Melissa and I will be heading out to Tulsa, Oklahoma this afternoon to begin this clinical trial treatment for her cancer. I am excited because we have been hearing a lot of good things about this treatment and that there has been some measure of success in past clinical trials that involved the same sort of treatment.  A vaccine for cancer...who would have thought of that?

I get to take an entire week off of work, which is good, but sometimes I wish I did not have to take off work.  I care about my job and they are already short on supervisors, so it does not help that I cannot run a shift or department for them.  They have not even expressed discontent toward me though and for that I thank God.  He truly does provide for His children.  
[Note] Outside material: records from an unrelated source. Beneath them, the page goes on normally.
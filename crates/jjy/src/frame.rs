//! The JJY time code: one [`Frame`] of 60 [`Symbol`]s per minute.
//!
//! See [JJY documentation](https://www.nict.go.jp/en/sts/jjy_signal.html) for details. This module
//! implements the time-related part of the time code. The leap second warning bits, the call sign
//! announcement during minutes 15 and 45 and the service interruption bits are always transmitted
//! as zero.
//!
//! Each second of the minute carries one symbol, distinguished by how long the carrier is held at
//! full power at the start of the second: 200 ms for a position marker, 500 ms for a binary one and
//! 800 ms for a binary zero. Numeric fields are sent digit by digit (BCD-like), most significant bit
//! first.
//!
//! | Seconds | Content                           |
//! | ------- | --------------------------------- |
//! | 0       | Marker                            |
//! | 1-8     | Minute (tens: 3 bits, ones: 4)    |
//! | 9       | Marker                            |
//! | 12-18   | Hour (tens: 2 bits, ones: 4)      |
//! | 19      | Marker                            |
//! | 22-33   | Day of year (2 + 4 + 4 bits)      |
//! | 29      | Marker (inside the day of year)   |
//! | 36, 37  | Hour parity, minute parity        |
//! | 39      | Marker                            |
//! | 41-48   | Year within century (4 + 4 bits)  |
//! | 49      | Marker                            |
//! | 50-52   | Day of week, 0=Sunday             |
//! | 59      | Marker                            |
//!
//! All other seconds carry a zero.
//!
//! # Examples
//! ```
//! # use jjy::{Frame, Symbol};
//! # use time::CalendarTime;
//! // Saturday, July 4, 2020. 11:36 JST
//! let t = CalendarTime::new(2020, 7, 4, 11, 36, 0).unwrap();
//! let frame = Frame::encode(&t);
//! assert_eq!(frame[0], Symbol::Marker);
//! assert_eq!(
//! 	frame.to_string(),
//! 	"M01100110M000100001M000101000M011000000M000100000M110000000M"
//! );
//! ```

use core::{fmt, ops::Index, slice};
use time::CalendarTime;

/// Length of one symbol slot, in milliseconds.
pub const SLOT_MS: u32 = 1000;

/// Number of symbols in one frame (one per second of the minute).
pub const FRAME_LEN: usize = 60;

/// Positions of the marker symbols within a frame.
pub const MARKER_POSITIONS: [usize; 7] = [0, 9, 19, 29, 39, 49, 59];

/// One second of the time code.
#[derive(Clone, Copy, Debug, PartialEq, Eq)]
pub enum Symbol {
	/// Position marker, 200 ms of full carrier.
	Marker,
	/// Binary one, 500 ms of full carrier.
	One,
	/// Binary zero, 800 ms of full carrier.
	Zero
}

impl Symbol {
	/// Time the carrier is held at full power, measured from the start of the slot.
	pub const fn on_air_ms(self) -> u32 {
		match self {
			Symbol::Marker => 200,
			Symbol::One => 500,
			Symbol::Zero => 800
		}
	}

	/// Remainder of the slot, during which the carrier is off.
	pub const fn off_air_ms(self) -> u32 {
		SLOT_MS - self.on_air_ms()
	}

	/// The symbol for a binary value.
	const fn bit(value: bool) -> Symbol {
		if value { Symbol::One } else { Symbol::Zero }
	}

	/// Single character form, as used in [`Frame`]'s `Display` output.
	pub const fn as_char(self) -> char {
		match self {
			Symbol::Marker => 'M',
			Symbol::One => '1',
			Symbol::Zero => '0'
		}
	}
}

/// The digits of a calendar time, as carried by the time code.
///
/// # Examples
///
/// ```ignore
/// // Saturday, July 4, 2020. 11:36 JST
/// let t = CalendarTime::new(2020, 7, 4, 11, 36, 0).unwrap();
/// let d = TimeCode::new(&t);
/// assert_eq!((d.min_tens, d.min_ones), (3, 6));
/// assert_eq!((d.yday_huns, d.yday_tens, d.yday_ones), (1, 8, 6));
/// assert_eq!(d.day_of_week, 6); // Saturday
/// ```
#[derive(Debug)]
struct TimeCode {
	/// Minutes tens digit, ranged [0, 5].
	min_tens: u8,
	/// Minutes ones digit, ranged [0, 9].
	min_ones: u8,
	/// Hour tens digit, ranged [0, 2].
	hour_tens: u8,
	/// Hour ones digit, ranged [0, 9].
	hour_ones: u8,
	/// Day of year hundreds digit, ranged [0, 3].
	yday_huns: u8,
	/// Day of year tens digit, ranged [0, 9].
	yday_tens: u8,
	/// Day of year ones digit, ranged [0, 9].
	yday_ones: u8,
	/// Year tens digit, ranged [0, 9].
	year_tens: u8,
	/// Year ones digit, ranged [0, 9].
	year_ones: u8,
	/// Day of week, ranged [0, 6], where 0=Sunday, 6=Saturday.
	day_of_week: u8
}

impl TimeCode {
	fn new(time: &CalendarTime) -> TimeCode {
		debug_assert!(time.minute() < 60 && time.hour() < 24);
		debug_assert!((1..=366).contains(&time.day_of_year()) && time.weekday() < 7);

		let yday = time.day_of_year();
		let year = time.year() % 100;
		TimeCode {
			min_tens: time.minute() / 10,
			min_ones: time.minute() % 10,
			hour_tens: time.hour() / 10,
			hour_ones: time.hour() % 10,
			yday_huns: (yday / 100) as u8,
			yday_tens: ((yday / 10) % 10) as u8,
			yday_ones: (yday % 10) as u8,
			year_tens: (year / 10) as u8,
			year_ones: (year % 10) as u8,
			// CalendarTime counts from Monday, JJY from Sunday
			day_of_week: (time.weekday() + 1) % 7
		}
	}

	/// Even parity over the hour digits: set when they contain an odd number of one bits.
	fn hour_parity(&self) -> bool {
		(self.hour_tens.count_ones() + self.hour_ones.count_ones()) & 1 == 1
	}

	/// Even parity over the minute digits.
	fn minute_parity(&self) -> bool {
		(self.min_tens.count_ones() + self.min_ones.count_ones()) & 1 == 1
	}
}

/// Sequential writer used to lay out a frame.
struct FrameWriter {
	symbols: [Symbol; FRAME_LEN],
	pos: usize
}

impl FrameWriter {
	fn push(&mut self, symbol: Symbol) -> &mut Self {
		self.symbols[self.pos] = symbol;
		self.pos += 1;
		self
	}

	fn marker(&mut self) -> &mut Self {
		self.push(Symbol::Marker)
	}

	fn zeros(&mut self, count: usize) -> &mut Self {
		for _ in 0..count {
			self.push(Symbol::Zero);
		}
		self
	}

	fn bit(&mut self, value: bool) -> &mut Self {
		self.push(Symbol::bit(value))
	}

	/// Write the low `width` bits of `digit`, MSB first.
	fn digit(&mut self, digit: u8, width: u32) -> &mut Self {
		for shift in (0..width).rev() {
			self.bit((digit >> shift) & 1 == 1);
		}
		self
	}
}

/// One minute of time code, ready to transmit.
///
/// A frame is built once from the minute it describes and is not modified afterwards. It
/// dereferences by index and iterates in transmission order.
#[derive(Clone, Copy, PartialEq, Eq)]
pub struct Frame([Symbol; FRAME_LEN]);

impl Frame {
	/// Encode the time code for the minute given by `time`.
	///
	/// The hour, minute and date fields of `time` are encoded as-is and its second is ignored, so
	/// `time` should be the minute whose second 0 coincides with the start of transmission.
	/// Encoding is pure and cannot fail: every [`CalendarTime`] is already range checked.
	pub fn encode(time: &CalendarTime) -> Frame {
		let code = TimeCode::new(time);
		let mut w = FrameWriter { symbols: [Symbol::Zero; FRAME_LEN], pos: 0 };

		w.marker()
			.digit(code.min_tens, 3).zeros(1).digit(code.min_ones, 4)
			.marker()
			.zeros(2).digit(code.hour_tens, 2).zeros(1).digit(code.hour_ones, 4)
			.marker()
			.zeros(2).digit(code.yday_huns, 2).zeros(1).digit(code.yday_tens, 4)
			.marker()
			.digit(code.yday_ones, 4).zeros(2).bit(code.hour_parity()).bit(code.minute_parity()).zeros(1)
			.marker()
			.zeros(1).digit(code.year_tens, 4).digit(code.year_ones, 4)
			.marker()
			.digit(code.day_of_week, 3).zeros(6)
			.marker();

		debug_assert_eq!(w.pos, FRAME_LEN);
		Frame(w.symbols)
	}

	/// The symbols of this frame in transmission order.
	pub fn symbols(&self) -> &[Symbol; FRAME_LEN] {
		&self.0
	}

	/// Iterate over the symbols in transmission order.
	pub fn iter(&self) -> slice::Iter<'_, Symbol> {
		self.0.iter()
	}
}

impl Index<usize> for Frame {
	type Output = Symbol;

	fn index(&self, index: usize) -> &Symbol {
		&self.0[index]
	}
}

impl<'a> IntoIterator for &'a Frame {
	type Item = &'a Symbol;
	type IntoIter = slice::Iter<'a, Symbol>;

	fn into_iter(self) -> Self::IntoIter {
		self.iter()
	}
}

impl fmt::Display for Frame {
	fn fmt(&self, f: &mut fmt::Formatter<'_>) -> fmt::Result {
		self.iter().try_for_each(|s| fmt::Write::write_char(f, s.as_char()))
	}
}

impl fmt::Debug for Frame {
	fn fmt(&self, f: &mut fmt::Formatter<'_>) -> fmt::Result {
		write!(f, "Frame({})", self)
	}
}
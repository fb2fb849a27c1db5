//! Play a [`Frame`] onto a carrier.
//!
//! Each symbol is sent as one enable/disable pair: the carrier goes to full power at the start of
//! the slot, drops after the symbol's on-air time and stays down until the next slot.

use tracing::{trace, warn};
use crate::{CarrierSink, RealTimeWait, frame::{Frame, SLOT_MS}};

/// A slot start this far from the expected one is treated as a new transmission.
const RESYNC_TOLERANCE_MS: u64 = 250;

/// Sends frames symbol by symbol.
///
/// If the [`RealTimeWait`] has a monotonic clock, every edge is scheduled against an absolute
/// deadline computed from the start of the first slot, and consecutive frames continue the same
/// slot grid. Otherwise each phase sleeps its nominal duration.
///
/// # Examples
/// ```
/// # use jjy::{CarrierSink, Frame, RealTimeWait, SymbolTransmitter};
/// # use time::CalendarTime;
/// struct Count(u32);
/// impl CarrierSink for Count {
/// 	fn enable(&mut self) { self.0 += 1 }
/// 	fn disable(&mut self) { self.0 += 1 }
/// }
/// struct NoWait;
/// impl RealTimeWait for NoWait {
/// 	fn sleep_ms(&mut self, _ms: u32) {}
/// }
///
/// let frame = Frame::encode(&CalendarTime::new(2024, 5, 27, 2, 0, 0).unwrap());
/// let mut carrier = Count(0);
/// SymbolTransmitter::new().transmit(&frame, &mut carrier, &mut NoWait);
/// assert_eq!(carrier.0, 120);
/// ```
#[derive(Debug, Default)]
pub struct SymbolTransmitter {
	/// Expected start of the next slot on the monotonic clock.
	next_slot: Option<u64>
}

impl SymbolTransmitter {
	pub const fn new() -> Self {
		SymbolTransmitter { next_slot: None }
	}

	/// Forget the slot grid. The next frame starts its first slot immediately.
	pub fn resync(&mut self) {
		self.next_slot = None;
	}

	/// Transmit all 60 symbols of `frame`, in order, starting now.
	///
	/// Returns after the last slot has ended. The carrier is left disabled.
	pub fn transmit<C, W>(&mut self, frame: &Frame, carrier: &mut C, wait: &mut W)
	where
		C: CarrierSink + ?Sized,
		W: RealTimeWait + ?Sized
	{
		let mut slot = self.first_slot(wait);
		trace!(frame = %frame, "transmitting frame");

		for symbol in frame {
			carrier.enable();
			Self::wait_until(wait, slot.map(|s| s + symbol.on_air_ms() as u64), symbol.on_air_ms());
			carrier.disable();
			let end = slot.map(|s| s + SLOT_MS as u64);
			Self::wait_until(wait, end, symbol.off_air_ms());
			slot = end;
		}

		self.next_slot = slot;
	}

	/// Start of the first slot of a frame: the continuation of the previous frame's grid if the
	/// caller is still on it, otherwise now.
	fn first_slot<W: RealTimeWait + ?Sized>(&mut self, wait: &W) -> Option<u64> {
		let now = wait.monotonic_ms()?;
		match self.next_slot {
			Some(expected) if now.abs_diff(expected) <= RESYNC_TOLERANCE_MS => Some(expected),
			Some(expected) => {
				warn!(expected, now, "slot grid lost, restarting at current time");
				Some(now)
			},
			None => Some(now)
		}
	}

	fn wait_until<W: RealTimeWait + ?Sized>(wait: &mut W, deadline: Option<u64>, nominal_ms: u32) {
		let ms = match (deadline, wait.monotonic_ms()) {
			(Some(deadline), Some(now)) => deadline.saturating_sub(now).min(SLOT_MS as u64) as u32,
			_ => nominal_ms
		};
		if ms > 0 {
			wait.sleep_ms(ms);
		}
	}
}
Driving to Tulsa so many times in the past year has burned the route into my mind and it will forever be a memory of my life.  Yes, this trip to Tulsa has become a part of me now.  Every inch of road we drive down.  I can count the McDonald's Restaurants along the way.  I can tell you where to stop to use the restroom and where not to stop to use the restroom.  There are certain things that you do in your life so many times that when you get to a point of remembering those things, you can recall them as if you just did it yesterday.  The trips to Tulsa will be just that.  I remember when I was in Baghdad, riding down the same roads over and over and over again on patrol in the Al Rasheed District.  I can remember the routes like I just left the war yesterday.  Or in California, the trip to and from Richmond everyday.  I drove past the Oakland Coliseum and the Golden Gate Bridge every single day.  All distant things now, but I have taken a part of them with me and tucked them into the recesses of my mind to be pulled up and remembered at will.  This trip to Tulsa is no longer apart from me, but has become a piece of memory for me.  


I do not really know why I wanted to write all of this.  I suppose a part of me realizes, like all other things in life, that nothing lasts forever.  One day, I will not be taking trips to Tulsa anymore.  Melissa will not have cancer or she will die from it, but there will soon be no need to make the trip.  And like all the other things, the trip will be a memory for me to pull up and ponder.